If the investment income is less than $9,500 for the year, you may be able to claim the income and pay the tax on your own tax return if the following conditions are met:
- The dependent must be your child under age 19 or age 24 if a full-time student at the end of the year in question. A child born on Jan. 1 will be considered to have been born on Dec. 31 for this purpose. So if, for example, your child turned 19 on Jan. 1, 2013, she will be considered age 19 as of Dec. 31, 2012.
- The income must be strictly investment income and not include W2s wages or other forms of earned income.
- There can’t have been any withholding under the child’s Social Security number.
- There can’t have been any estimated tax payments made under the child’s Social Security number.
- The child is not filing a joint income tax return.
- You are the parent whose return must be used when applying the special tax rules for children. This rule applies in cases where the parents are divorced, married filing separately, or were never married.
To make the election to include your child’s investment income on your tax return, include Form 8814 when filing your income tax return. Note that to include this form you must file Form 1040--you cannot use Forms 1040-A or 1040-EZ.
If you include the child’s investment income on your tax return, you cannot take the additional standard deduction for a blind child, the deduction for a penalty on an early withdrawal of your child's savings, or itemized deductions (such as your child's investment expenses or charitable contributions).
On Form 8814 Part II, calculate the tax on your child's interest and dividends that you do not include in your income. This tax is added to the tax figured on your income.
This additional tax on the first $1,900 of investment income is the smaller of 10% x (your child's gross income − $950 or $95). Include the amount from line 15 of all your Forms 8814 in the total on Form 1040, line 44, or Form 1040NR, line 42. Check box a on Form 1040, line 44, or Form 1040NR, line 42. The amount of investment income that exceeds the $1,900 base amount will show on line 21 of your Form 1040 and be included with the remainder of the parent’s income.
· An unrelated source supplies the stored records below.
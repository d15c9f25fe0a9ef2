use std::collections::HashMap;

use futures::future::try_join_all;
use log::debug;

use crate::{clients::TopicSearch, errors::AppResult, models::domain::ProcessedSection};

#[derive(Debug, Clone, PartialEq, Eq)]
pub struct RankedTopic {
    pub name: String,
    pub count: usize,
}

/// Counts every name-like entity, most frequent first. Ties keep the order the names were first
/// seen in.
pub fn rank_by_frequency(sections: &[ProcessedSection]) -> Vec<RankedTopic> {
    let mut ranked: Vec<RankedTopic> = Vec::new();
    let mut positions: HashMap<&str, usize> = HashMap::new();

    let names = sections
        .iter()
        .flatten()
        .filter(|processed| processed.label.is_nameable())
        .flat_map(|processed| processed.names.iter());
    for name in names {
        match positions.get(name.as_str()) {
            Some(&position) => ranked[position].count += 1,
            None => {
                positions.insert(name.as_str(), ranked.len());
                ranked.push(RankedTopic {
                    name: name.clone(),
                    count: 1,
                });
            }
        }
    }

    ranked.sort_by(|a, b| b.count.cmp(&a.count));
    ranked
}

/// Topics related to the `sections`, most relevant first. Only names the `search` resolves to an
/// article of exactly the same title are kept, so each can have a quiz generated for it.
pub async fn rank_related_topics(
    sections: &[ProcessedSection],
    search: &dyn TopicSearch,
) -> AppResult<Vec<String>> {
    let ranked = rank_by_frequency(sections);
    let results = try_join_all(ranked.iter().map(|topic| search.search(&topic.name))).await?;

    let related: Vec<String> = ranked
        .into_iter()
        .zip(results)
        .filter(|(topic, results)| results.iter().any(|result| result.title == topic.name))
        .map(|(topic, _)| topic.name)
        .collect();
    debug!("Found {} related topics", related.len());
    Ok(related)
}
If your child’s investment income exceeds $9,500 you must file a separate tax return for the child and include Form 8615. If you claim your child as a dependent on your own tax return, don’t check box 6(a) on Form 1040-A or Form 1040 as the child is not allowed to claim an exemption.
According to the IRS, Form 8615 must be filed for a child if all of the following statements are true:
- The child's investment income was more than $1,900;
- The child is required to file a return for 2012;
- The child eithe;
- Was under age 18 at the end of the year
- Was age 18 at the end of the year and did not have earned income that was more than half of his or her support, or
- Was over age 18 and under age 24 at the end of the year, was a full-time student, and did not have earned income that was more than half of his or her support.
- At least one of the child's parents was alive at the end of 2012;
- The child does not file a joint return for 2012.
The rules are extremely complicated and involve so many scenarios that I suggest you read IRS Publication 929 for more information.
Bonnie Lee is an Enrolled Agent admitted to practice and representing taxpayers in all fifty states at all levels within the Internal Revenue Service. She is the owner of Taxpertise in Sonoma, CA and the author of Entrepreneur Press book, “Taxpertise, The Complete Book of Dirty Little Secrets and Hidden Deductions for Small Business that the IRS Doesn't Want You to Know.” Follow Bonnie Lee on Twitter at BLTaxpertise and at Facebook.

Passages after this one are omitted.